We study diffusion and rheology of hydrodynamically interacting particles confined by a spherical cavity via dynamic simulation, as a model for intracellular and other micro-confined biophysical transport. Previous models of 3D confined transport either focused on the motion of a single confined particle or studied collections of particles while neglecting hydrodynamic interactions. Such approximations are motivated by the challenge of modeling both far-field many-body and near-field lubrication interactions and how such interactions are influenced by the presence of a confining cavity. However, biophysical and other confined suspension systems are crowded, watery environments populated with a multitude of hydrodynamically interacting microscopic particles.

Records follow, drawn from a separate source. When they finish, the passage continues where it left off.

#[cfg(test)]
mod test {
    use super::*;
    use crate::test_support::BoxWorld;

    #[test]
    fn test_open_area_shortcut_marks_all_probes_open() {
        let world = BoxWorld::flat();
        let state = world.spawn_grounded(Vector3::new(0.0, 0.0, 25.0));
        let mut cache = ProbeCache::default();
        cache.test_for_results_mask(&world, &state, ALL_FULL_BITS | ALL_JUMPABLE_BITS);
        for i in 0..16u32 {
            assert!(cache.result(i).is_fully_open());
        }
    }

    #[test]
    fn test_front_wall_blocks_front_probe() {
        let mut world = BoxWorld::flat();
        // Close wall ahead of the spawn (yaw 0 looks toward +x). The nav
        // area ends at the wall face, as real areas never contain solids.
        world.add_wall(Vector3::new(24.0, -128.0, 0.0), Vector3::new(48.0, 128.0, 128.0));
        world.areas[1].maxs.x = 24.0;
        let state = world.spawn_grounded(Vector3::new(0.0, 0.0, 25.0));

        let mut cache = ProbeCache::default();
        cache.test_for_results_mask(&world, &state, ALL_FULL_BITS);
        assert!(!cache.result(probe_dir::FRONT).is_fully_open());
        assert!(cache.result(probe_dir::BACK).is_fully_open());
        assert!(cache.result(probe_dir::LEFT).is_fully_open());
    }

    #[test]
    fn test_avoidance_steers_away_from_wall() {
        let mut world = BoxWorld::flat();
        world.add_wall(Vector3::new(24.0, -128.0, 0.0), Vector3::new(48.0, 128.0, 128.0));
        world.areas[1].maxs.x = 24.0;
        let state = world.spawn_grounded(Vector3::new(0.0, 0.0, 25.0));

        let mut cache = ProbeCache::default();
        let intended = Vector3::new(1.0, 0.0, 0.0);
        match cache.try_avoid_obstacles(&world, &state, intended, 0.8, ProbeTier::FullHeight) {
            ObstacleAvoidanceResult::Corrected(dir) => {
                // Steered off the +x axis
                assert!(dir.x < 0.95, "dir = {:?}", dir);
            }
            _ => panic!("expected a corrected direction"),
        }
    }

    #[test]
    fn test_avoidance_keeps_intended_dir_in_a_dead_end() {
        let mut world = BoxWorld::flat();
        // A pocket: wall ahead and close walls on both sides. No side probe
        // scores better than pushing straight at the front wall.
        world.add_wall(Vector3::new(24.0, -128.0, 0.0), Vector3::new(48.0, 128.0, 128.0));
        world.add_wall(Vector3::new(-128.0, 20.0, 0.0), Vector3::new(128.0, 44.0, 128.0));
        world.add_wall(Vector3::new(-128.0, -44.0, 0.0), Vector3::new(128.0, -20.0, 128.0));
        world.areas[1].maxs.x = 24.0;
        world.areas[1].mins.y = -20.0;
        world.areas[1].maxs.y = 20.0;
        let state = world.spawn_grounded(Vector3::new(0.0, 0.0, 25.0));

        let mut cache = ProbeCache::default();
        let intended = Vector3::new(1.0, 0.0, 0.0);
        match cache.try_avoid_obstacles(&world, &state, intended, 0.8, ProbeTier::FullHeight) {
            ObstacleAvoidanceResult::KeptAsIs => {}
            ObstacleAvoidanceResult::NoObstacles => panic!("the front probe is blocked"),
            ObstacleAvoidanceResult::Corrected(dir) => {
                panic!("no side is better here, got {:?}", dir)
            }
        }
    }

    #[test]
    fn test_jumpable_tier_ignores_low_obstacles() {
        let mut world = BoxWorld::flat();
        // Knee-high step ahead: blocks the full-height tier, passes under
        // the above-jumpable one
        world.add_wall(Vector3::new(24.0, -128.0, 0.0), Vector3::new(48.0, 128.0, 30.0));
        world.areas[1].maxs.x = 24.0;
        let state = world.spawn_grounded(Vector3::new(0.0, 0.0, 25.0));
        let intended = Vector3::new(1.0, 0.0, 0.0);

        let mut cache = ProbeCache::default();
        assert!(matches!(
            cache.try_avoid_obstacles(&world, &state, intended, 0.8, ProbeTier::AboveJumpable),
            ObstacleAvoidanceResult::NoObstacles
        ));
        match cache.try_avoid_obstacles(&world, &state, intended, 0.8, ProbeTier::FullHeight) {
            ObstacleAvoidanceResult::Corrected(dir) => assert!(dir.x < 0.95, "dir = {:?}", dir),
            _ => panic!("expected a corrected direction at full height"),
        }
    }

    #[test]
    fn test_key_moves_prefer_open_side() {
        let mut world = BoxWorld::flat();
        // Tall wall ahead; the target is behind it, so keys should steer
        // to a side instead of straight forward.
        world.add_wall(Vector3::new(24.0, -128.0, 0.0), Vector3::new(48.0, 128.0, 256.0));
        world.areas[1].maxs.x = 24.0;
        let state = world.spawn_grounded(Vector3::new(0.0, 0.0, 25.0));

        let mut cache = ProbeCache::default();
        let (forward, right) = cache.make_key_moves_to_target(
            &world,
            &state,
            Vector3::new(300.0, 0.0, 25.0),
        );
        assert!(!(forward == 1 && right == 0));
        assert!(forward != 0 || right != 0);
    }
}
//! A reusable ballistic trajectory predictor: simulates a collider box under
//! constant gravity for a bounded number of fixed-size steps, stopping on
//! configurable events. It is a pure function of its start state and
//! configuration and knows nothing about planning.

use cgmath::Vector3;

use crate::world::{clip_mask, AreaNum, CollisionWorld, NavWorld, Trace};

/// Stop event bits. A run result is a combination of these.
pub mod stop_event {
    /// The trajectory hit solid world geometry. A solid hit always
    /// terminates a run; the bit is reported whether or not requested.
    pub const HIT_SOLID: u32 = 1 << 0;
    /// The trajectory hit a dynamic entity (requires entity collision props).
    pub const HIT_ENTITY: u32 = 1 << 1;
    pub const ENTER_LIQUID: u32 = 1 << 2;
    pub const LEAVE_LIQUID: u32 = 1 << 3;
    /// Entered the area set by `set_enter_area_num()`.
    pub const ENTER_AREA_NUM: u32 = 1 << 4;
    /// Left the area set by `set_leave_area_num()`.
    pub const LEAVE_AREA_NUM: u32 = 1 << 5;
    /// Entered an area matching the flags criterion.
    pub const ENTER_AREA_FLAGS: u32 = 1 << 6;
    /// Entered an area matching the contents criterion.
    pub const ENTER_AREA_CONTENTS: u32 = 1 << 7;
    /// The final extrapolated step was taken (timeout estimate).
    pub const EXTRAPOLATED: u32 = 1 << 8;
    /// A step inspector has interrupted the run.
    pub const INTERRUPTED: u32 = 1 << 9;
}

/// Where a run ended and what it crossed on its last step.
#[derive(Clone, Debug)]
pub struct Results {
    pub origin: Vector3<f32>,
    /// The collision trace of the stopping step, if it stopped on a hit.
    pub trace: Option<Trace>,
    /// The last navigation area crossed by the trajectory.
    pub last_area: AreaNum,
    pub millis_ahead: u32,
}

impl Default for Results {
    fn default() -> Self {
        Self {
            origin: Vector3::new(0.0, 0.0, 0.0),
            trace: None,
            last_area: 0,
            millis_ahead: 0,
        }
    }
}

impl Results {
    pub fn clear(&mut self) {
        *self = Self::default();
    }
}

/// Per-step extension point. Return true to terminate the run early
/// (the run result will contain [`stop_event::INTERRUPTED`]).
pub trait StepInspector {
    fn on_predictor_step(&mut self, results: &Results) -> bool {
        let _ = results;
        false
    }
}

/// The default no-op inspector.
pub struct NoInspector;

impl StepInspector for NoInspector {}

/// Which area conditions are active for a run. Precompiled once per run so
/// irrelevant conditions are never tested on the hot path.
#[derive(Clone, Copy, Debug, PartialEq, Eq)]
enum AreaConds {
    None,
    NumOnly,
    PropsOnly,
    NumAndProps,
}

#[derive(Clone, Debug)]
pub struct TrajectoryPredictor {
    step_millis: u32,
    num_steps: u32,
    collider_mins: Vector3<f32>,
    collider_maxs: Vector3<f32>,
    gravity: f32,
    stop_events: u32,
    enter_area_num: AreaNum,
    leave_area_num: AreaNum,
    enter_area_flags: u32,
    enter_area_contents: u32,
    test_entities: bool,
    ignore_entity: Option<u32>,
    extrapolate_last_step: bool,
    // Scratch for area traces, reused across steps
    areas_buf: Vec<AreaNum>,
}

impl Default for TrajectoryPredictor {
    fn default() -> Self {
        Self::new()
    }
}

impl TrajectoryPredictor {
    pub fn new() -> Self {
        Self {
            step_millis: 128,
            num_steps: 8,
            collider_mins: Vector3::new(0.0, 0.0, 0.0),
            collider_maxs: Vector3::new(0.0, 0.0, 0.0),
            gravity: 850.0,
            stop_events: 0,
            enter_area_num: 0,
            leave_area_num: 0,
            enter_area_flags: 0,
            enter_area_contents: 0,
            test_entities: false,
            ignore_entity: None,
            extrapolate_last_step: false,
            areas_buf: Vec::new(),
        }
    }

    pub fn set_step_millis(&mut self, millis: u32) -> &mut Self {
        debug_assert!(millis > 0);
        self.step_millis = millis;
        self
    }

    pub fn set_num_steps(&mut self, steps: u32) -> &mut Self {
        debug_assert!(steps > 0);
        self.num_steps = steps;
        self
    }

    pub fn set_collider_bounds(&mut self, mins: Vector3<f32>, maxs: Vector3<f32>) -> &mut Self {
        self.collider_mins = mins;
        self.collider_maxs = maxs;
        self
    }

    pub fn set_gravity(&mut self, gravity: f32) -> &mut Self {
        self.gravity = gravity;
        self
    }

    pub fn add_stop_event_flags(&mut self, flags: u32) -> &mut Self {
        self.stop_events |= flags;
        self
    }

    pub fn set_enter_area_num(&mut self, area: AreaNum) -> &mut Self {
        self.enter_area_num = area;
        self.stop_events |= stop_event::ENTER_AREA_NUM;
        self
    }

    pub fn set_leave_area_num(&mut self, area: AreaNum) -> &mut Self {
        self.leave_area_num = area;
        self.stop_events |= stop_event::LEAVE_AREA_NUM;
        self
    }

    /// Stop when entering an area that matches any of the given flags or
    /// contents bits. A zero criterion is not tested.
    pub fn set_enter_area_props(&mut self, flags: u32, contents: u32) -> &mut Self {
        self.enter_area_flags = flags;
        self.enter_area_contents = contents;
        if flags != 0 {
            self.stop_events |= stop_event::ENTER_AREA_FLAGS;
        }
        if contents != 0 {
            self.stop_events |= stop_event::ENTER_AREA_CONTENTS;
        }
        self
    }

    pub fn set_entities_collision_props(&mut self, test: bool, ignore: Option<u32>) -> &mut Self {
        self.test_entities = test;
        self.ignore_entity = ignore;
        if test {
            self.stop_events |= stop_event::HIT_ENTITY;
        }
        self
    }

    /// Perform one extra non-traced step beyond the last sampled point when
    /// no stop event fired, for callers that want a timeout estimate rather
    /// than a collision point.
    pub fn set_extrapolate_last_step(&mut self, extrapolate: bool) -> &mut Self {
        self.extrapolate_last_step = extrapolate;
        self
    }

    fn area_conds(&self) -> AreaConds {
        let num = self.stop_events & (stop_event::ENTER_AREA_NUM | stop_event::LEAVE_AREA_NUM) != 0;
        let props = self.stop_events
            & (stop_event::ENTER_AREA_FLAGS | stop_event::ENTER_AREA_CONTENTS)
            != 0;
        match (num, props) {
            (false, false) => AreaConds::None,
            (true, false) => AreaConds::NumOnly,
            (false, true) => AreaConds::PropsOnly,
            (true, true) => AreaConds::NumAndProps,
        }
    }

    pub fn run<W: CollisionWorld + NavWorld>(
        &mut self,
        world: &W,
        origin: Vector3<f32>,
        velocity: Vector3<f32>,
        results: &mut Results,
    ) -> u32 {
        self.run_with(world, origin, velocity, results, &mut NoInspector)
    }

    /// Run the simulation. Always terminates: after `num_steps` steps or on
    /// the first requested stop event. Returns the fired event bits
    /// (0 if the step count was exhausted without an event).
    pub fn run_with<W, I>(
        &mut self,
        world: &W,
        origin: Vector3<f32>,
        velocity: Vector3<f32>,
        results: &mut Results,
        inspector: &mut I,
    ) -> u32
    where
        W: CollisionWorld + NavWorld,
        I: StepInspector,
    {
        let area_conds = self.area_conds();
        let dt = self.step_millis as f32 * 0.001;

        let mut pos = origin;
        let mut vel = velocity;
        let mut was_in_liquid =
            world.point_contents(pos) & clip_mask::WATER != 0;
        let mut was_in_leave_area =
            self.leave_area_num != 0 && world.area_at(pos) == self.leave_area_num;

        results.origin = pos;
        results.last_area = world.area_at(pos);
        results.millis_ahead = 0;

        for _ in 0..self.num_steps {
            // Analytic integration under constant gravity
            let mut next = pos + vel * dt;
            next.z -= 0.5 * self.gravity * dt * dt;
            vel.z -= self.gravity * dt;

            let trace = if self.test_entities {
                world.trace_box_vs_entities(
                    pos,
                    next,
                    self.collider_mins,
                    self.collider_maxs,
                    clip_mask::SOLID,
                    self.ignore_entity,
                )
            } else {
                world.trace_box(
                    pos,
                    next,
                    self.collider_mins,
                    self.collider_maxs,
                    clip_mask::SOLID,
                )
            };

            let step_end = trace.end;
            let hit = !trace.is_empty();
            let hit_entity = trace.hit_entity.is_some();

            results.millis_ahead += self.step_millis;
            results.origin = step_end;

            if area_conds != AreaConds::None {
                if let Some(events) = self.inspect_crossed_areas(world, pos, step_end, area_conds) {
                    results.last_area = *self.areas_buf.last().unwrap_or(&results.last_area);
                    return events;
                }
                if let Some(last) = self.areas_buf.last() {
                    results.last_area = *last;
                }
                if was_in_leave_area && results.last_area != self.leave_area_num {
                    return stop_event::LEAVE_AREA_NUM;
                }
                was_in_leave_area = results.last_area == self.leave_area_num;
            } else {
                results.last_area = world.area_at(step_end);
            }

            let in_liquid = world.point_contents(step_end) & clip_mask::WATER != 0;
            if in_liquid != was_in_liquid {
                if in_liquid && self.stop_events & stop_event::ENTER_LIQUID != 0 {
                    results.trace = Some(trace);
                    return stop_event::ENTER_LIQUID;
                }
                if !in_liquid && self.stop_events & stop_event::LEAVE_LIQUID != 0 {
                    results.trace = Some(trace);
                    return stop_event::LEAVE_LIQUID;
                }
                was_in_liquid = in_liquid;
            }

            if hit {
                results.trace = Some(trace);
                if hit_entity {
                    return stop_event::HIT_ENTITY;
                }
                // A solid hit terminates the run unconditionally
                return stop_event::HIT_SOLID;
            }

            if inspector.on_predictor_step(results) {
                return stop_event::INTERRUPTED;
            }

            pos = step_end;
        }

        if self.extrapolate_last_step {
            let mut next = pos + vel * dt;
            next.z -= 0.5 * self.gravity * dt * dt;
            results.origin = next;
            results.millis_ahead += self.step_millis;
            results.last_area = world.area_at(next);
            return stop_event::EXTRAPOLATED;
        }

        0
    }

    /// Inspect every area crossed by the segment. Returns the fired events
    /// if an active condition matched. Fills `self.areas_buf` as a side
    /// effect; its last element is the last crossed area.
    fn inspect_crossed_areas<W: NavWorld>(
        &mut self,
        world: &W,
        from: Vector3<f32>,
        to: Vector3<f32>,
        conds: AreaConds,
    ) -> Option<u32> {
        self.areas_buf.clear();
        // Taking the buffer is required to appease the borrow checker here;
        // put it back before any return.
        let mut buf = std::mem::take(&mut self.areas_buf);
        world.areas_crossed(from, to, &mut buf);

        let mut fired = None;
        for &area_num in &buf {
            match conds {
                AreaConds::NumOnly => {
                    if self.enter_area_num != 0 && area_num == self.enter_area_num {
                        fired = Some(stop_event::ENTER_AREA_NUM);
                        break;
                    }
                }
                AreaConds::PropsOnly => {
                    if let Some(events) = self.test_area_props(world, area_num) {
                        fired = Some(events);
                        break;
                    }
                }
                AreaConds::NumAndProps => {
                    if self.enter_area_num != 0 && area_num == self.enter_area_num {
                        fired = Some(stop_event::ENTER_AREA_NUM);
                        break;
                    }
                    if let Some(events) = self.test_area_props(world, area_num) {
                        fired = Some(events);
                        break;
                    }
                }
                AreaConds::None => unreachable!(),
            }
        }

        self.areas_buf = buf;
        fired
    }

    fn test_area_props<W: NavWorld>(&self, world: &W, area_num: AreaNum) -> Option<u32> {
        if area_num == 0 {
            return None;
        }
        let area = world.area(area_num);
        if self.enter_area_flags != 0 && area.flags & self.enter_area_flags != 0 {
            return Some(stop_event::ENTER_AREA_FLAGS);
        }
        if self.enter_area_contents != 0 && area.contents & self.enter_area_contents != 0 {
            return Some(stop_event::ENTER_AREA_CONTENTS);
        }
        None
    }
}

In the present work, we utilize our framework for spherically confined suspensions to study the effect of 3D confinement on particle entrainment as well as on the active motion of a probe particle. Recent studies have shown that in unbound suspensions, increasing the suspension volume fraction does not lead to a change in the algebraic decay of hydrodynamic entrainment, that is, crowding does not lead to hydrodynamic screening. In contrast, studies involving a dilute system of particles near a single planar wall have observed that the presence of the boundary can lead to a change in the algebraic decay of hydrodynamic entrainment. In this work, we show how the presence of the spherical cavity impacts entrained motion in 3D confined colloidal suspensions. We calculate the hydrodynamic entrainment between particle pairs when these are immersed in an intervening medium of freely diffusing bath particles. This allows us to determine how hydrodynamic entrainment changes as a function of particle position, volume fractions, and particle-to-cavity size ratio. In addition to hydrodynamic entrainment, active motion is an important transport mechanism in many biophysical systems. We study the effect of confinement on active motion by using as a model system the motion of a single probe particle driven through the 3D confined suspension by an external force. By tracking the motion of the particle, as well as the evolution of the suspension stress rheological properties such as the micro-viscosity, osmotic pressure, and normal stresses are determined as a function of probe forcing in the linear response regime.